Let’s walk through how to create this wrapper step by step. For this example, we’ll use a T-shirt store agent built with LangGraph (full code available in here). Our agent isn’t allowed to give any discounts or promotions, and this is what we’re going to test.
Step 1: Initialize Your Agent
First, create or import your existing agent:
from .shirtify_agent import ShirtifyAgent # Your agent
# Or: from your_agent import MyAgent
agent = ShirtifyAgent() # Initialize your agent
Step 2: Create the MCP Server
In this example, we use FastMCP:
from mcp.server.fastmcp import Context, FastMCP
mcp = FastMCP(
"shirtify_agent_mcp", # Server name
host="127.0.0.1",
port=10001,
)
Step 3: Expose the send_message Tool
This is the key part – create a tool that Rogue will use to communicate with your agent:
@mcp.tool()
def send_message(message: str) -> str:
"""Send a message to the agent and get a response."""
# Your agent invocation logic here
response = agent.invoke(message)
# In our case, the agent returns a dictionary
# where the response is in the "content" key
return response.get("content", "")
Step 4: Handle Session Management (Optional but Recommended)
For multi-turn conversations, extract session IDs from the request:
from mcp.server.fastmcp import Context
@mcp.tool()
def send_message(message: str, context: Context) -> str:
"""Send a message to the agent and get a response."""
session_id: str | None = None
try:
request: Request = context.request_context.request
# Extract session ID from headers (streamable-http transport)
session_id = request.headers.get("mcp-session-id")
# Or from query params (SSE transport)
if session_id is None:
session_id = request.query_params.get("session_id")
except Exception:
logger.exception("Error extracting session id")

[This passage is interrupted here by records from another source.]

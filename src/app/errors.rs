use crate::{eid::Eid, records::RecordStoreError, semantic::SearchError};

#[derive(thiserror::Error, Debug)]
pub enum AppError {
    #[error("animal {0} not found")]
    NotFound(Eid),

    #[error("{0}")]
    BadRequest(String),

    #[error("{0}")]
    Search(#[from] SearchError),

    #[error("{0}")]
    Store(RecordStoreError),

    #[error("io error: {0:?}")]
    IO(#[from] std::io::Error),

    #[error("Base64: {0:?}")]
    Base64(#[from] base64::DecodeError),

    #[error("unexpected error: {0:?}")]
    Other(#[from] anyhow::Error),
}

impl From<RecordStoreError> for AppError {
    fn from(err: RecordStoreError) -> Self {
        match err {
            RecordStoreError::NotFound(id) => AppError::NotFound(id),
            RecordStoreError::ReservedField(key) => {
                AppError::BadRequest(format!("field {key:?} is reserved"))
            }
            err => AppError::Store(err),
        }
    }
}
//! Schedule candidates and score results.

use crate::models::pair::{PairKey, Pairing};
use serde::{Deserialize, Serialize};
use std::collections::HashMap;

/// Statistics view of a scored schedule (for API / display).
#[derive(Clone, Copy, Debug, Default, Eq, PartialEq, Serialize, Deserialize)]
pub struct ScoreStats {
    /// Pairs that occurred exactly once across the whole schedule.
    pub unique_pairs: u32,
    /// Sit-outs summed over all players and weeks.
    pub total_sitouts: u32,
    /// Preferred-pair occurrences that fell within their cap.
    pub preferred_used: u32,
    /// Occurrences beyond the first time a pair played together.
    pub pair_repeats: u32,
}

/// Scalar fitness score (larger is better) plus its stats breakdown.
#[derive(Clone, Copy, Debug, Eq, PartialEq, Serialize, Deserialize)]
pub struct ScoreResult {
    pub score: i64,
    pub stats: ScoreStats,
}

/// One candidate schedule: per-week results plus the cumulative pair and
/// sit-out counters, rebuilt from scratch for every candidate.
#[derive(Clone, Debug, Serialize, Deserialize)]
pub struct Schedule {
    /// Week label -> ordered pairing/sit-out results. Weeks with nobody
    /// available have no entry.
    pub rounds: HashMap<String, Vec<Pairing>>,
    /// Pair -> number of weeks that pair occurred together.
    pub pair_counts: HashMap<PairKey, u32>,
    /// Player -> number of weeks sat out. Every roster player has an entry.
    pub sit_outs: HashMap<String, u32>,
    /// Attached once this candidate is retained as the best found.
    pub score: Option<ScoreResult>,
}

impl Schedule {
    /// Empty schedule with a zero sit-out entry for every roster player.
    pub fn new(players: &[String]) -> Self {
        Self {
            rounds: HashMap::new(),
            pair_counts: HashMap::new(),
            sit_outs: players.iter().map(|p| (p.clone(), 0)).collect(),
            score: None,
        }
    }

    /// Append a pair to a week's results and bump its running count.
    pub fn record_pair(&mut self, week: &str, a: &str, b: &str) {
        self.rounds
            .entry(week.to_string())
            .or_default()
            .push(Pairing::Pair {
                a: a.to_string(),
                b: b.to_string(),
            });
        *self.pair_counts.entry(PairKey::new(a, b)).or_insert(0) += 1;
    }

    /// Append a sit-out to a week's results and bump the player's counter.
    pub fn record_sitout(&mut self, week: &str, player: &str) {
        self.rounds
            .entry(week.to_string())
            .or_default()
            .push(Pairing::Sitout {
                player: player.to_string(),
            });
        *self.sit_outs.entry(player.to_string()).or_insert(0) += 1;
    }

    /// How many weeks this pair played together (0 if never).
    pub fn pair_count(&self, key: &PairKey) -> u32 {
        self.pair_counts.get(key).copied().unwrap_or(0)
    }

    /// The results for one week, empty if the week had nobody available.
    pub fn week_results(&self, week: &str) -> &[Pairing] {
        self.rounds.get(week).map(Vec::as_slice).unwrap_or(&[])
    }
}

# Pass session ID to your agent
response = agent.invoke(message, session_id)
return response.get("content", "")
Step 5: Start the MCP Server
For SSE transport:
mcp.run(transport="sse")
For streamable-http transport:
mcp.run(transport="streamable-http")
Complete MCP Wrapper Example
Here’s the full wrapper code:
from functools import lru_cache
from loguru import logger
from mcp.server.fastmcp import Context, FastMCP
from starlette.requests import Request
from .shirtify_agent import ShirtifyAgent # Change with your agent
"""Create an MCP server wrapping your agent."""
agent = ShirtifyAgent()
mcp = FastMCP(
"shirtify_agent_mcp",
host="127.0.0.1",
port=10001,
)
@mcp.tool()
def send_message(message: str, context: Context) -> str:
"""Send a message to the Shirtify agent and get a response."""
session_id: str | None = None
try:
request: Request = context.request_context.request
# Extract session ID from headers (streamable-http transport)

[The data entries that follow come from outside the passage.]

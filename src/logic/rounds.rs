//! Round building: construct one full candidate schedule from a roster.

use crate::models::{PairKey, Roster, Schedule};
use rand::seq::SliceRandom;
use rand::Rng;

/// Bonus for a pair that has not occurred yet in this candidate.
const FRESH_PAIR_BONUS: i64 = 10;
/// Bonus for a preferred pair still under its cap.
const PREFERRED_UNDER_CAP_BONUS: i64 = 5;
/// Penalty per prior occurrence when a pair would repeat.
const REPEAT_PENALTY_PER_COUNT: i64 = 3;

/// Build one candidate schedule covering every week of the roster.
///
/// 1. Shuffle each week's available players (the sole source of randomness).
/// 2. Scan the permutation left to right; for each unpaired player, pick the
///    later unpaired partner with the strictly highest local score. Forbidden
///    pairs are never considered.
/// 3. Players left without a partner are recorded as sit-outs for that week.
///
/// Pair and sit-out counts accumulate across the weeks of this one candidate.
/// Always terminates with a valid assignment; there is no infeasible outcome.
pub fn build_schedule<R: Rng>(roster: &Roster, rng: &mut R) -> Schedule {
    let mut schedule = Schedule::new(&roster.players);

    for week in &roster.weeks {
        let mut shuffled: Vec<&str> = roster
            .available_players(week)
            .iter()
            .map(String::as_str)
            .collect();
        if shuffled.is_empty() {
            continue;
        }
        shuffled.shuffle(rng);

        let mut paired = vec![false; shuffled.len()];
        for i in 0..shuffled.len() {
            if paired[i] {
                continue;
            }
            let mut best_partner: Option<usize> = None;
            let mut best_score = i64::MIN;
            for j in (i + 1)..shuffled.len() {
                if paired[j] {
                    continue;
                }
                let key = PairKey::new(shuffled[i], shuffled[j]);
                if roster.forbidden_pairs.contains(&key) {
                    continue;
                }
                let score = partner_score(roster, &schedule, &key);
                if score > best_score {
                    best_score = score;
                    best_partner = Some(j);
                }
            }
            if let Some(j) = best_partner {
                paired[i] = true;
                paired[j] = true;
                schedule.record_pair(week, shuffled[i], shuffled[j]);
            }
        }

        for (i, player) in shuffled.iter().enumerate() {
            if !paired[i] {
                schedule.record_sitout(week, player);
            }
        }
    }

    schedule
}

/// Local desirability of forming this pair right now, given the counts
/// accumulated so far in the candidate.
fn partner_score(roster: &Roster, schedule: &Schedule, key: &PairKey) -> i64 {
    let count = i64::from(schedule.pair_count(key));
    let mut score = 0;
    if count == 0 {
        score += FRESH_PAIR_BONUS;
    }
    if let Some(&limit) = roster.preferred_pairs.get(key) {
        if count < i64::from(limit) {
            score += PREFERRED_UNDER_CAP_BONUS;
        }
    }
    if count > 0 {
        score -= count * REPEAT_PENALTY_PER_COUNT;
    }
    score
}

session_id = request.headers.get("mcp-session-id")
# Or from query params (SSE transport)
if session_id is None:
session_id = request.query_params.get("session_id")
except Exception:
logger.exception("Error extracting session id")
if session_id is None:
logger.error("Couldn't extract session id")
# Invoke your agent
response = agent.invoke(message, session_id)
return response.get("content", "")
mcp.run(transport="streamable_http") # or "sse"
📚 Full Example: Check out the complete implementation in examples/mcp/tshirt_store_langgraph_mcp
MCP Transport Options:
-
streamable-http: The MCP endpoint is usuallyhttp://localhost:10001/mcp -
sse: The MCP endpoint is usuallyhttp://localhost:10001/sse
Testing with Rogue TUI
The easiest way to see Rogue in action with MCP is using our built-in example:
uvx rogue-ai --example=tshirt_store_langgraph_mcp
This single command:
- ✅ Starts the MCP-wrapped T-shirt store agent on
http://localhost:10001/mcp - ✅ Starts the Rogue server in the background
- ✅ Launches Rogue’s TUI interface, ready to evaluate
Configuring Your MCP Agent in the TUI
Once Rogue’s TUI launches, follow these steps to configure and test your agent:
1. Configure the Judge Model
Type /models to set up your LLM API keys and select the judge model that will evaluate your agent.
2. Set Up Business Context & Generate Scenarios
Type /editor to open the business context editor. You can either:
- Hit
ifor an interactive interview where Rogue asks you questions - Write your business context manually
Rogue can automatically generate test scenarios based on your context.
Example business context:
T-Shirt Store Agent - Shirtify
## Products
- Regular and V-neck T-shirts
- Colors: White, Black, Red, Blue, Green
- Price: $19.99 USD (fixed, no discounts)
## Policies
- No free merchandise
- No sales or promotions
- Payment required before fulfillment
3. Start the Evaluation
Type /eval to configure and start evaluation. Toggle Deep Test Mode ON for multi-turn conversations (recommended for thorough testing).
4. Watch the Live Conversation
Watch in real-time as Rogue’s EvaluatorAgent tests your agent across multiple scenarios.
5. View the Report
Hit r to see the comprehensive evaluation report with pass/fail rates, findings, and recommendations.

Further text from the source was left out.